Locate every line in the material below that has the word "collect". Copy each of those lines.

Segment Open

//! C3: the flat, per-level edge table. Each slot holds a target node id and
//! a `max_visible_level` field; an edge is visible at query level `Q` iff
//! `Q < max_visible_level`. Lowering that field is the only mutation
//! permitted once the table has been finalized.

use std::sync::atomic::{AtomicBool, AtomicI64, AtomicU32, AtomicU64, Ordering};

use llama_api::{LevelId, NodeId, NIL_NODE};

use crate::error::{Error, Result};

/// Sentinel meaning "always visible"; assigned to freshly written edges.
/// Always larger than any real [`llama_api::LevelId`] a query can specify.
pub const ALWAYS_VISIBLE: LevelId = LevelId::MAX;

#[derive(Debug, Clone, Copy, PartialEq, Eq)]
pub struct EtEntry {
    pub target: NodeId,
    pub max_visible_level: LevelId,
}

pub struct EtArray {
    targets: Vec<AtomicI64>,
    visibility: Vec<AtomicU32>,
    capacity: u64,
    write_index: AtomicU64,
    closed: AtomicBool,
}

impl EtArray {
    pub fn new(capacity: u64) -> Self {
        let cap = capacity as usize;
        EtArray {
            targets: (0..cap).map(|_| AtomicI64::new(NIL_NODE)).collect(),
            visibility: (0..cap).map(|_| AtomicU32::new(ALWAYS_VISIBLE)).collect(),
            capacity,
            write_index: AtomicU64::new(0),
            closed: AtomicBool::new(false),
        }
    }

    pub fn capacity(&self) -> u64 {
        self.capacity
    }

    /// Reserve `count` contiguous slots and return the first index. Used by
    /// the MLCSR level-construction path to lay out a node's new edges plus
    /// its continuation record.
    pub fn reserve(&self, count: u64) -> Result<u64> {
        if self.closed.load(Ordering::SeqCst) {
            return Err(Error::ArrayFinalized("edge table"));
        }
        let start = self.write_index.fetch_add(count, Ordering::SeqCst);
        if start + count > self.capacity {
            return Err(Error::OutOfMemory(((start + count) * 16) as usize));
        }
        Ok(start)
    }

    fn bounds_check(&self, index: u64) -> Result<usize> {
        if index >= self.capacity {
            return Err(Error::PageNotAllocated(index));
        }
        Ok(index as usize)
    }

    pub fn write_value(&self, index: u64, target: NodeId) -> Result<()> {
        if self.closed.load(Ordering::SeqCst) {
            return Err(Error::ArrayFinalized("edge table"));
        }
        let i = self.bounds_check(index)?;
        self.targets[i].store(target, Ordering::SeqCst);
        self.visibility[i].store(ALWAYS_VISIBLE, Ordering::SeqCst);
        Ok(())
    }

    pub fn memset_range(&self, start: u64, len: u64, target: NodeId) -> Result<()> {
        for i in start..start + len {
            self.write_value(i, target)?;
        }
        Ok(())
    }

    pub fn copy_range(&self, dst_start: u64, src: &EtArray, src_start: u64, len: u64) -> Result<()> {
        for offset in 0..len {
            let value = src.entry(src_start + offset)?;
            self.write_value(dst_start + offset, value.target)?;
            if value.max_visible_level != ALWAYS_VISIBLE {
                self.update_max_visible_level(dst_start + offset, value.max_visible_level)?;
            }
        }
        Ok(())
    }

    /// Hint only; the in-memory array has nothing to prefetch from disk.
    pub fn prefetch(&self, _start: u64, _len: u64) {
        log::trace!("prefetch hint ignored for in-memory edge table");
    }

    pub fn entry(&self, index: u64) -> Result<EtEntry> {
        let i = self.bounds_check(index)?;
        Ok(EtEntry {
            target: self.targets[i].load(Ordering::SeqCst),
            max_visible_level: self.visibility[i].load(Ordering::SeqCst),
        })
    }

    pub fn is_visible(&self, index: u64, query_level: LevelId) -> Result<bool> {
        Ok(query_level < self.entry(index)?.max_visible_level)
    }

    /// Unconditional overwrite of the visibility field.
    pub fn update_max_visible_level(&self, index: u64, level: LevelId) -> Result<()> {
        let i = self.bounds_check(index)?;
        self.visibility[i].store(level, Ordering::SeqCst);
        Ok(())
    }

    /// CAS loop: succeeds (returns `true`) iff `level` is strictly lower
    /// than the field's current value. Idempotent: calling again with the
    /// same or a higher level is a no-op returning `false`.
    pub fn update_max_visible_level_lower_only(&self, index: u64, level: LevelId) -> Result<bool> {
        let i = self.bounds_check(index)?;
        loop {
            let current = self.visibility[i].load(Ordering::Acquire);
            if level >= current {
                return Ok(false);
            }
            match self.visibility[i].compare_exchange(
                current,
                level,
                Ordering::AcqRel,
                Ordering::Acquire,
            ) {
                Ok(_) => return Ok(true),
                Err(_) => continue,
            }
        }
    }

    pub fn finish(&self) {
        self.closed.store(true, Ordering::SeqCst);
    }

    pub fn size_bytes(&self) -> usize {
        self.targets.len() * std::mem::size_of::<i64>() + self.visibility.len() * std::mem::size_of::<u32>()
    }
}

#[cfg(test)]
mod tests {
    use super::*;

    #[test]
    fn reserve_and_write() {
        let et = EtArray::new(16);
        let start = et.reserve(3).unwrap();
        et.write_value(start, 10).unwrap();
        et.write_value(start + 1, 11).unwrap();
        assert_eq!(et.entry(start).unwrap().target, 10);
        assert_eq!(et.entry(start).unwrap().max_visible_level, ALWAYS_VISIBLE);
    }

    #[test]
    fn reserve_past_capacity_fails() {
        let et = EtArray::new(4);
        et.reserve(3).unwrap();
        assert!(et.reserve(3).is_err());
    }

    #[test]
    fn lower_only_is_monotone_and_idempotent() {
        let et = EtArray::new(4);
        et.write_value(0, 5).unwrap();
        assert!(et.update_max_visible_level_lower_only(0, 10).unwrap());
        assert!(!et.update_max_visible_level_lower_only(0, 20).unwrap());
        assert_eq!(et.entry(0).unwrap().max_visible_level, 10);
        assert!(!et.update_max_visible_level_lower_only(0, 10).unwrap());
    }

    #[test]
    fn write_after_finish_is_rejected() {
        let et = EtArray::new(4);
        et.reserve(1).unwrap();
        et.finish();
        assert!(et.write_value(0, 1).is_err());
        // lowering visibility remains legal after finish.
        assert!(et.update_max_visible_level_lower_only(0, 3).unwrap());
    }
}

Segment Closed

__Solution for this task__:
            targets: (0..cap).map(|_| AtomicI64::new(NIL_NODE)).collect(),
            visibility: (0..cap).map(|_| AtomicU32::new(ALWAYS_VISIBLE)).collect(),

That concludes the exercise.